• Last modified 1031 days ago (Oct. 27, 2016)


No clownin' around on Halloween night

Staff writer

Due to the Halloween season and national reports of clowns, Marion Police Chief Tyler Mermis said more officers will be out patrolling Marion on Halloween, and will be on the lookout for suspicious activity.

“We’ve had a couple reports of some (clowns) in town,” Mermis said. “Someone sent me a picture the other day, but they said that when they went back to see if that was really what they saw, they were gone.”

Mermis said his guess was that it was kids messing around.

“That was a couple weeks ago,” Mermis said. “Hopefully the whole craze of that is gone by now because you don’t hear too much of it across the nation like it was a couple weeks ago.”

Although clowns have been popping up in the news, Mermis said people are ok to dress up in the costumes, as long as they are following the law.

“If somebody is acting a fool with one on, we’ll address it with that person,” Mermis said. “That’s what we can do.

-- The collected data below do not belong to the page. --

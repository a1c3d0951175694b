//! Adaptive backoff for conditions that cannot be channel-selected on
//!
//! A [Spinner] yields the task for a bounded number of rounds and then
//! starts sleeping between retries. Callers pick a [SpinPriority] that
//! trades latency against scheduler pressure; waiting for a saturated
//! producer queue sits in the middle, a flush quiescence wait runs near
//! realtime.
use tokio::time::{sleep, Duration};

/// Backoff aggressiveness. Each priority carries a yield budget and the
/// sleep applied once the budget is spent.
#[derive(Clone, Copy, Debug, PartialEq, Eq)]
pub enum SpinPriority {
    /// no spinning, sleep immediately
    Suspend,
    /// background work, long sleeps
    Low,
    /// default for queue-full waits
    Medium,
    /// latency sensitive waits
    High,
    /// quiescence waits on the hot path
    Realtime,
}

impl SpinPriority {
    fn tuning(self) -> (u32, Duration) {
        match self {
            SpinPriority::Suspend => (0, Duration::from_millis(10)),
            SpinPriority::Low => (32, Duration::from_millis(5)),
            SpinPriority::Medium => (64, Duration::from_millis(1)),
            SpinPriority::High => (256, Duration::from_micros(100)),
            SpinPriority::Realtime => (1024, Duration::from_micros(10)),
        }
    }
}

/// Adaptive backoff helper. Call [Spinner::wait] in a retry loop and
/// [Spinner::reset] whenever progress is made.
pub struct Spinner {
    spins: u32,
    sleep_for: Duration,
    count: u32,
}

impl Spinner {
    /// Creates a spinner with the given priority.
    pub fn new(priority: SpinPriority) -> Self {
        let (spins, sleep_for) = priority.tuning();
        Spinner {
            spins,
            sleep_for,
            count: 0,
        }
    }

    /// Yields the task; sleeps once the yield budget is exhausted.
    pub async fn wait(&mut self) {
        if self.count < self.spins {
            self.count += 1;
            tokio::task::yield_now().await;
        } else {
            sleep(self.sleep_for).await;
        }
    }

    /// Restores the yield budget after progress.
    pub fn reset(&mut self) {
        self.count = 0;
    }
}
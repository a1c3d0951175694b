//! Console consumer: one message per stdin line
use async_trait::async_trait;
use serde_yaml::Value;
use tokio::io::{AsyncBufReadExt, BufReader, Stdin};
use weir_macros::weir_plugin_factory;

use crate::config::{register_plugin, ConfigSpec, ExecutionType, ItemType};
use crate::{Closer, Consumer, Error, Message};

/// Reads stdin line by line. EOF or the `exit()` sentinel ends the input.
pub struct Console {
    reader: BufReader<Stdin>,
}

#[async_trait]
impl Consumer for Console {
    async fn read(&mut self) -> Result<Message, Error> {
        let mut buffer = String::new();
        let read = self
            .reader
            .read_line(&mut buffer)
            .await
            .map_err(|_| Error::EndOfInput)?;
        if read == 0 {
            return Err(Error::EndOfInput);
        }

        // remove new line character
        if buffer.ends_with('\n') {
            let _ = buffer.pop();
            if buffer.ends_with('\r') {
                let _ = buffer.pop();
            }
        }

        if buffer == *"exit()" {
            return Err(Error::EndOfInput);
        };

        Ok(Message {
            bytes: buffer.into_bytes(),
            ..Default::default()
        })
    }
}

impl Closer for Console {}

#[weir_plugin_factory]
fn create_console(_conf: Value) -> Result<ExecutionType, Error> {
    Ok(ExecutionType::Consumer(Box::new(Console {
        reader: BufReader::new(tokio::io::stdin()),
    })))
}

pub(super) fn register_console() -> Result<(), Error> {
    let config = "type: object";
    let conf_spec = ConfigSpec::from_schema(config)?;

    register_plugin(
        "console".into(),
        ItemType::Consumer,
        conf_spec,
        create_console,
    )
}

If somebody is acting in a criminal way, there are things we could do lawfully such as an arrest or writing a report up. Hopefully it doesn’t get out of control.”

Hillsboro Police Chief Dan Kinning and Peabody Police Chief Bruce Burke said both departments would also be on the lookout for suspicious behavior.

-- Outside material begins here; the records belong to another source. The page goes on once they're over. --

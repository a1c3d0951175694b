//! Random router: one producer chosen uniformly per message
use async_trait::async_trait;
use rand::Rng;
use serde_yaml::Value;
use tracing::trace;
use weir_macros::weir_plugin_factory;

use crate::config::{register_plugin, ConfigSpec, ExecutionType, ItemType};
use crate::producer::ProducerHandle;
use crate::router::{Dispatcher, RoutePolicy};
use crate::{Error, Message};

/// Picks one producer uniformly at random for every message.
pub struct Random;

#[async_trait]
impl RoutePolicy for Random {
    async fn route(
        &self,
        message: Message,
        producers: &[ProducerHandle],
        net: &Dispatcher,
        hops: usize,
    ) -> Result<(), Error> {
        if producers.is_empty() {
            return Err(Error::NoConsumers);
        }
        let index = rand::thread_rng().gen_range(0..producers.len());
        if let Err(e) = producers[index].enqueue(message, net, hops).await {
            trace!(
                producer = producers[index].label(),
                error = format!("{e}"),
                "random enqueue degraded"
            );
        }
        Ok(())
    }
}

#[weir_plugin_factory]
fn create_random(_conf: Value) -> Result<ExecutionType, Error> {
    Ok(ExecutionType::Router(Box::new(Random)))
}

pub(super) fn register_random() -> Result<(), Error> {
    let config = "type: object";
    let conf_spec = ConfigSpec::from_schema(config)?;

    register_plugin("random".into(), ItemType::Router, conf_spec, create_random)
}

#[cfg(test)]
mod test {
    use super::*;

    #[test]
    fn register_plugin() {
        register_random().unwrap()
    }
}
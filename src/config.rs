use std::time::Duration;

use crate::cli::Cli;
use crate::sensors::mag::recovery::DEFAULT_SETTLE;
use crate::sensors::mag::registry;
use crate::sensors::mag::settings::{DataRate, OperatingMode, Sensitivity, Settings, XyPerformance, ZPerformance};
use crate::sensors::mag::{MagError, RecoveryMode};

/// GPIO (BCM) qui alimente le capteur
const DEVICE_POWER_GPIO: u8 = 4;

#[derive(Debug, Clone)]
pub(crate) struct Config {
    pub(crate) address: u16,
    pub(crate) power_pin: u8,
    pub(crate) settle: Duration,
    pub(crate) settings: Settings,
    pub(crate) mode: OperatingMode,
    pub(crate) samples: u32,
    pub(crate) interval: Duration,
    pub(crate) temperature: bool,
    pub(crate) block_data_update: bool,
    pub(crate) recovery: RecoveryMode,
}

impl Config {
    /// Haute performance sur les 3 axes, 10 Hz, ±4 gauss, conversion continue
    pub fn new() -> Self {
        Config {
            address: registry::LIS3MDL_MAG_ADDR,
            power_pin: DEVICE_POWER_GPIO,
            settle: DEFAULT_SETTLE,
            settings: Settings {
                xy_performance: XyPerformance::High,
                z_performance: ZPerformance::High,
                data_rate: DataRate::Hz10,
                sensitivity: Sensitivity::Gauss4,
            },
            mode: OperatingMode::Continuous,
            samples: 10,
            interval: Duration::from_secs(1),
            temperature: false,
            block_data_update: false,
            recovery: RecoveryMode::Drop,
        }
    }

    /// Applique les options de la ligne de commande sur la configuration par défaut
    pub fn from_cli(cli: &Cli) -> Result<Self, MagError> {
        let mut config = Config::new();

        if let Some(address) = cli.address {
            config.address = address;
        }
        if let Some(pin) = cli.power_pin {
            config.power_pin = pin;
        }
        if let Some(ms) = cli.settle_ms {
            config.settle = Duration::from_millis(ms);
        }
        if let Some(xy) = cli.xy_performance {
            config.settings.xy_performance = xy;
        }
        if let Some(z) = cli.z_performance {
            config.settings.z_performance = z;
        }
        if let Some(rate) = cli.data_rate {
            config.settings.data_rate = rate;
        }
        if let Some(gauss) = cli.sensitivity {
            config.settings.sensitivity = Sensitivity::try_from(gauss)?;
        }
        if let Some(mode) = cli.mode {
            config.mode = mode;
        }
        if let Some(samples) = cli.samples {
            config.samples = samples;
        }
        if let Some(ms) = cli.interval_ms {
            config.interval = Duration::from_millis(ms);
        }

        config.temperature = cli.temperature;
        config.block_data_update = cli.block_data_update;
        if cli.hardened {
            config.recovery = RecoveryMode::Retry;
        }

        Ok(config)
    }
}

“We’re looking at (the clowns) and looking into it at this time,” Burke said. “We will take extra precautions.”

Burke also said Peabody police would participate in Peabody’s Trunk or Treat event, where they will have “high visibility downtown.”

Sheriff Rob Craft said deputies would help with surrounding communities to make sure people stay safe.

“We try to monitor the outlying communities and spend as much time as we can watching the kids and the traffic,” Craft said.

Since Halloween falls on a weekday, Kinning hopes for a more subdued holiday.

“Since we started the Trick or Treat Main Street event, it’s been a lot quieter,” Kinning said. “Hopefully this year will be nice and quiet.”